▶ [TASK GOAL]:
Could you find every line in the entries below that holds the word "padding" and copy it?

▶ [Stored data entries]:
┏━━

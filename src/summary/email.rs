//! HTML email body for a pay package.

use tera::escape_html;

use crate::config::AgencyProfile;
use crate::models::PayPackageResult;

use super::currency::{format_currency, format_hours, format_rate};
use super::period_text;

const STYLE: &str = "\
body { font-family: Arial, sans-serif; line-height: 1.6; color: #333; }
.container { max-width: 600px; margin: 0 auto; padding: 20px; }
h1 { color: #0073b6; }
h2 { color: #4caf50; margin-top: 20px; }
.footer { margin-top: 30px; padding-top: 10px; border-top: 1px solid #eee; font-size: 12px; color: #777; }
.highlight { background-color: #f8f9fa; padding: 15px; border-radius: 5px; margin: 15px 0; }
table { width: 100%; border-collapse: collapse; }
table td, table th { padding: 8px; text-align: left; border-bottom: 1px solid #ddd; }
.amount { text-align: right; font-weight: bold; }";

fn row(html: &mut String, label: &str, value: &str) {
    html.push_str(&format!(
        "<tr><td>{}</td><td>{}</td></tr>\n",
        label, value
    ));
}

fn amount_row(html: &mut String, label: &str, value: &str) {
    html.push_str(&format!(
        "<tr><td>{}</td><td class=\"amount\">{}</td></tr>\n",
        label, value
    ));
}

pub(super) fn render(agency: &AgencyProfile, package: &PayPackageResult) -> String {
    let input = &package.input;
    let regular_pay = input.regular_pay_rate.saturating_mul(input.hours_per_week);
    let provider = escape_html(&input.provider_name);
    let agency_name = escape_html(&agency.name);
    let hours = format_hours(input.hours_per_week);

    let mut html = String::new();
    html.push_str("<html>\n<head>\n<style>\n");
    html.push_str(STYLE);
    html.push_str("\n</style>\n</head>\n<body>\n<div class=\"container\">\n");
    html.push_str("<h1>Healthcare Pay Package Details</h1>\n");
    html.push_str(&format!("<p>Hello {},</p>\n", provider));
    html.push_str(&format!(
        "<p>Here are the details of your pay package with {}:</p>\n",
        agency_name
    ));

    html.push_str("<div class=\"highlight\">\n<h2>Assignment Information</h2>\n<table>\n");
    row(&mut html, "Provider:", &provider);
    row(&mut html, "Specialty:", &escape_html(&input.specialty));
    row(&mut html, "Facility:", &escape_html(&input.facility));
    row(&mut html, "Location:", &escape_html(&input.location));
    if let Some(period) = period_text(input.start_date, input.end_date, " to ") {
        row(&mut html, "Assignment Period:", &period);
    }
    row(&mut html, "Hours Per Week:", &hours);
    html.push_str("</table>\n</div>\n");

    html.push_str("<h2>Weekly Pay Breakdown</h2>\n<table>\n");
    amount_row(&mut html, "Regular Pay Rate:", &format_rate(input.regular_pay_rate));
    amount_row(
        &mut html,
        &format!("Regular Pay ({} hours):", hours),
        &format_currency(regular_pay),
    );
    amount_row(&mut html, "Overtime Pay:", &format_currency(input.overtime_pay_rate));
    amount_row(&mut html, "Taxable Stipend:", &format_currency(input.taxable_stipend));
    amount_row(
        &mut html,
        "Non-Taxable Stipend:",
        &format_currency(input.non_taxable_stipend),
    );
    amount_row(&mut html, "Meals Stipend:", &format_currency(input.meals_stipend));
    amount_row(&mut html, "Travel Stipend:", &format_currency(input.travel_stipend));
    amount_row(
        &mut html,
        "<strong>Total Weekly Gross:</strong>",
        &format_currency(package.weekly_gross),
    );
    html.push_str("</table>\n");

    html.push_str("<h2>Estimated Take-Home Pay</h2>\n<table>\n");
    amount_row(
        &mut html,
        "Weekly Net Pay (after taxes):",
        &format_currency(package.weekly_net_pay),
    );
    amount_row(
        &mut html,
        "Total Contract Value:",
        &format_currency(package.contract_total),
    );
    html.push_str("</table>\n");

    if let Some(notes) = input.notes.as_deref().filter(|n| !n.trim().is_empty()) {
        html.push_str("<h2>Notes</h2>\n");
        html.push_str(&format!("<p>{}</p>\n", escape_html(notes)));
    }

    html.push_str(&format!(
        "<p>If you have any questions about this pay package, please contact your {} representative.</p>\n",
        escape_html(&agency.short_name)
    ));
    html.push_str("<div class=\"footer\">\n");
    html.push_str(&format!("<p>{}</p>\n", agency_name));
    html.push_str(&format!(
        "<p>{} | {} | {}</p>\n",
        escape_html(&agency.address),
        escape_html(&agency.phone),
        escape_html(&agency.email)
    ));
    html.push_str("</div>\n</div>\n</body>\n</html>\n");

    html
}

┗━━

▶ [EXERCISE OUTPUT]:
.container { max-width: 600px; margin: 0 auto; padding: 20px; }
.footer { margin-top: 30px; padding-top: 10px; border-top: 1px solid #eee; font-size: 12px; color: #777; }
.highlight { background-color: #f8f9fa; padding: 15px; border-radius: 5px; margin: 15px 0; }
table td, table th { padding: 8px; text-align: left; border-bottom: 1px solid #ddd; }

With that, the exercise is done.